DESCRIPTION OF THE TASK: Check every line of the material below for "filename". Give the number of lines that have it, and only that.

TASK INPUT:
// ============================
// mdwiki-backend-lib/src/auth/rate_limit.rs
// ============================
//! Rate limiting for login attempts.

use dashmap::DashMap;
use std::net::IpAddr;
use std::sync::Arc;
use std::time::{Duration, Instant};

/// Entry in the rate limit map
#[derive(Debug, Clone)]
struct AttemptEntry {
    /// Consecutive failed attempts since the last success
    failures: u32,
    /// Time of the last failed attempt
    last_failure: Instant,
    /// Set while the client is locked out
    locked_until: Option<Instant>,
}

/// Rate limiter for login attempts, keyed by client IP
#[derive(Debug, Clone)]
pub struct AuthRateLimiter {
    attempts: Arc<DashMap<IpAddr, AttemptEntry>>,
    max_attempts: u32,
    lockout: Duration,
}

impl AuthRateLimiter {
    pub fn new(max_attempts: u32, lockout: Duration) -> Self {
        Self {
            attempts: Arc::new(DashMap::new()),
            max_attempts,
            lockout,
        }
    }

    /// Record a failed login attempt
    pub fn record_failure(&self, ip: IpAddr) {
        let now = Instant::now();
        let mut entry = self.attempts.entry(ip).or_insert_with(|| AttemptEntry {
            failures: 0,
            last_failure: now,
            locked_until: None,
        });

        if let Some(until) = entry.locked_until {
            if now >= until {
                entry.failures = 0;
                entry.locked_until = None;
            }
        }

        entry.failures += 1;
        entry.last_failure = now;

        if entry.failures >= self.max_attempts {
            entry.locked_until = Some(now + self.lockout);
            tracing::warn!(%ip, "login attempts locked out");
        }
    }

    /// Record a successful login, clearing the failure history
    pub fn record_success(&self, ip: IpAddr) {
        self.attempts.remove(&ip);
    }

    /// Whether the client may attempt a login right now
    pub fn check(&self, ip: IpAddr) -> bool {
        match self.attempts.get(&ip) {
            Some(entry) => match entry.locked_until {
                Some(until) => Instant::now() >= until,
                None => true,
            },
            None => true,
        }
    }

    /// Drop expired lockouts and stale failure history
    pub fn cleanup(&self) {
        let now = Instant::now();
        self.attempts.retain(|_, entry| {
            if let Some(until) = entry.locked_until {
                return now < until;
            }
            now.duration_since(entry.last_failure) < Duration::from_secs(24 * 60 * 60)
        });
    }
}
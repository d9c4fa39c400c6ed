// ============================
// mdwiki-backend-lib/src/users.rs
// ============================
//! Account directory over the generic document store.
use crate::auth::password::hash_if_plain;
use crate::error::AppError;
use crate::store::{Collection, Filter, Storage};
use mdwiki_common::{AccessLevel, User};
use std::sync::Arc;

pub struct UserDirectory {
    col: Arc<dyn Collection>,
}

impl UserDirectory {
    pub fn new<S: Storage>(storage: &S) -> Self {
        Self {
            col: storage.users(),
        }
    }

    /// Provision an account. Returns false when the id is already taken.
    /// The password may be supplied pre-hashed; plaintext is hashed here.
    pub async fn add(
        &self,
        uid: &str,
        name: &str,
        password: &str,
        level: AccessLevel,
    ) -> Result<bool, AppError> {
        if self.col.count(&Filter::id(uid)).await? > 0 {
            return Ok(false);
        }

        let user = User {
            id: uid.to_string(),
            name: name.to_string(),
            password: hash_if_plain(password),
            level,
        };
        self.col.insert_one(serde_json::to_value(user)?).await?;
        tracing::info!(uid, "account provisioned");
        Ok(true)
    }

    pub async fn remove(&self, uid: &str) -> Result<(), AppError> {
        self.col.delete_one(&Filter::id(uid)).await
    }

    pub async fn get(&self, uid: &str) -> Result<Option<User>, AppError> {
        match self.col.find_one(&Filter::id(uid)).await? {
            Some(value) => Ok(Some(serde_json::from_value(value)?)),
            None => Ok(None),
        }
    }

    /// Update password and/or access level; a call with neither is a no-op.
    pub async fn update(
        &self,
        uid: &str,
        password: Option<&str>,
        level: Option<AccessLevel>,
    ) -> Result<(), AppError> {
        if password.is_none() && level.is_none() {
            return Ok(());
        }

        let Some(mut user) = self.get(uid).await? else {
            return Ok(());
        };
        if let Some(password) = password {
            user.password = hash_if_plain(password);
        }
        if let Some(level) = level {
            user.level = level;
        }
        self.col
            .update_one(&Filter::id(uid), serde_json::to_value(user)?, false)
            .await
    }

    /// Check a password (plaintext or pre-hashed) against the stored hash
    pub async fn check(&self, uid: &str, password: &str) -> Result<bool, AppError> {
        let candidate = hash_if_plain(password);
        Ok(match self.get(uid).await? {
            Some(user) => user.password == candidate,
            None => false,
        })
    }

    /// Display name for an account, falling back to the id itself
    pub async fn to_name(&self, uid: &str) -> Result<String, AppError> {
        Ok(self
            .get(uid)
            .await?
            .map(|user| user.name)
            .unwrap_or_else(|| uid.to_string()))
    }
}
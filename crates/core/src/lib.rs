//! Core types and codecs for the propensity benchmark
//!
//! This crate defines the foundational pieces shared by every storage
//! backend and scoring component:
//! - Vector: fixed-width f64 vector with its little-endian binary codec
//! - Key codec: big-endian, order-preserving u32 encoding
//! - Namespace: the two record spaces (members, movies)
//! - Output: one (member, movie, propensity) score
//! - MovieModel: a movie-id set averaged into a synthetic vector
//! - Error: error type hierarchy

#![warn(missing_docs)]
#![warn(clippy::all)]

pub mod error;
pub mod key;
pub mod types;
pub mod vector;

// Re-export commonly used types
pub use error::{Error, Result};
pub use key::{decode_id, encode_id, KEY_LEN};
pub use types::{MovieModel, Namespace, Output, MODEL_ID};
pub use vector::{Vector, DIM, VECTOR_LEN};
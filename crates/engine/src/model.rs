//! Model aggregator: synthetic mean vectors scored against members
//!
//! A model is a set of movie ids. Each model collapses to one synthetic
//! vector (the elementwise mean of its movies) before scoring, so outputs
//! carry the [`MODEL_ID`] sentinel instead of a real movie id.

use propensity_core::{Namespace, Output, Result, Vector, MovieModel, MODEL_ID};
use propensity_storage::VectorStore;
use std::sync::Arc;

/// Model scorer over a shared storage backend
pub struct ModelAggregator<B: ?Sized> {
    backend: Arc<B>,
}

impl<B: VectorStore + ?Sized> ModelAggregator<B> {
    /// Create an aggregator over `backend`
    pub fn new(backend: Arc<B>) -> Self {
        ModelAggregator { backend }
    }

    /// Score every member against every model's mean vector
    ///
    /// Members iterate in the given order, models inner; each member vector
    /// is fetched once. The result holds exactly
    /// `member_ids.len() * models.len()` records.
    ///
    /// # Errors
    ///
    /// Fails if a referenced movie or member is missing, or if a model's
    /// movie set is empty (the mean of zero vectors is refused).
    pub fn query_model(&self, member_ids: &[u32], models: &[MovieModel]) -> Result<Vec<Output>> {
        let mut model_vectors = Vec::with_capacity(models.len());
        for model in models {
            let mut movie_vectors = Vec::with_capacity(model.movies.len());
            for &movie in &model.movies {
                movie_vectors.push(self.backend.get(Namespace::Movies, movie)?);
            }
            model_vectors.push(Vector::mean(&movie_vectors)?);
        }

        let mut outputs = Vec::with_capacity(member_ids.len() * models.len());
        for &member in member_ids {
            let member_vector = self.backend.get(Namespace::Members, member)?;
            for model_vector in &model_vectors {
                outputs.push(Output {
                    member,
                    movie: MODEL_ID,
                    propensity: model_vector.dot(&member_vector),
                });
            }
        }
        Ok(outputs)
    }
}

#[cfg(test)]
mod tests {
    use super::*;
    use propensity_core::{Error, DIM};
    use propensity_storage::MemoryBackend;

    fn vec2(a: f64, b: f64) -> Vector {
        let mut c = [0.0; DIM];
        c[0] = a;
        c[1] = b;
        Vector::new(c)
    }

    fn backend_with_movies(movies: &[(u32, Vector)]) -> Arc<MemoryBackend> {
        let backend = MemoryBackend::new();
        for (id, v) in movies {
            backend.set(Namespace::Movies, *id, v).unwrap();
        }
        Arc::new(backend)
    }

    #[test]
    fn test_two_movie_model_scores_against_member() {
        // Movies [2,0] and [0,2] average to [1,1]; against member [1,1]
        // the propensity is 2.0.
        let backend = backend_with_movies(&[(10, vec2(2.0, 0.0)), (11, vec2(0.0, 2.0))]);
        backend.set(Namespace::Members, 0, &vec2(1.0, 1.0)).unwrap();
        let aggregator = ModelAggregator::new(backend);
        let outputs = aggregator
            .query_model(&[0], &[MovieModel::new(vec![10, 11])])
            .unwrap();
        assert_eq!(outputs.len(), 1);
        assert_eq!(outputs[0].member, 0);
        assert_eq!(outputs[0].movie, MODEL_ID);
        assert_eq!(outputs[0].propensity, 2.0);
    }

    #[test]
    fn test_cardinality_is_members_times_models() {
        let backend = backend_with_movies(&[(0, vec2(1.0, 0.0)), (1, vec2(0.0, 1.0))]);
        for id in 0..4 {
            backend.set(Namespace::Members, id, &vec2(1.0, 1.0)).unwrap();
        }
        let aggregator = ModelAggregator::new(backend);
        let models = vec![
            MovieModel::new(vec![0]),
            MovieModel::new(vec![1]),
            MovieModel::new(vec![0, 1]),
        ];
        let outputs = aggregator.query_model(&[0, 1, 2, 3], &models).unwrap();
        assert_eq!(outputs.len(), 4 * 3);
        assert!(outputs.iter().all(|o| o.movie == MODEL_ID));
    }

    #[test]
    fn test_empty_model_is_refused() {
        let backend = backend_with_movies(&[]);
        backend.set(Namespace::Members, 0, &vec2(1.0, 0.0)).unwrap();
        let aggregator = ModelAggregator::new(backend);
        let result = aggregator.query_model(&[0], &[MovieModel::new(vec![])]);
        assert!(matches!(result, Err(Error::EmptyInput)));
    }

    #[test]
    fn test_missing_model_movie_aborts() {
        let backend = backend_with_movies(&[(0, vec2(1.0, 0.0))]);
        backend.set(Namespace::Members, 0, &vec2(1.0, 0.0)).unwrap();
        let aggregator = ModelAggregator::new(backend);
        let result = aggregator.query_model(&[0], &[MovieModel::new(vec![0, 404])]);
        assert!(matches!(result, Err(Error::NotFound { .. })));
    }

    #[test]
    fn test_no_models_yields_no_outputs() {
        let backend = backend_with_movies(&[]);
        backend.set(Namespace::Members, 0, &vec2(1.0, 0.0)).unwrap();
        let aggregator = ModelAggregator::new(backend);
        assert!(aggregator.query_model(&[0], &[]).unwrap().is_empty());
    }
}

EXERCISE SOLUTION: 2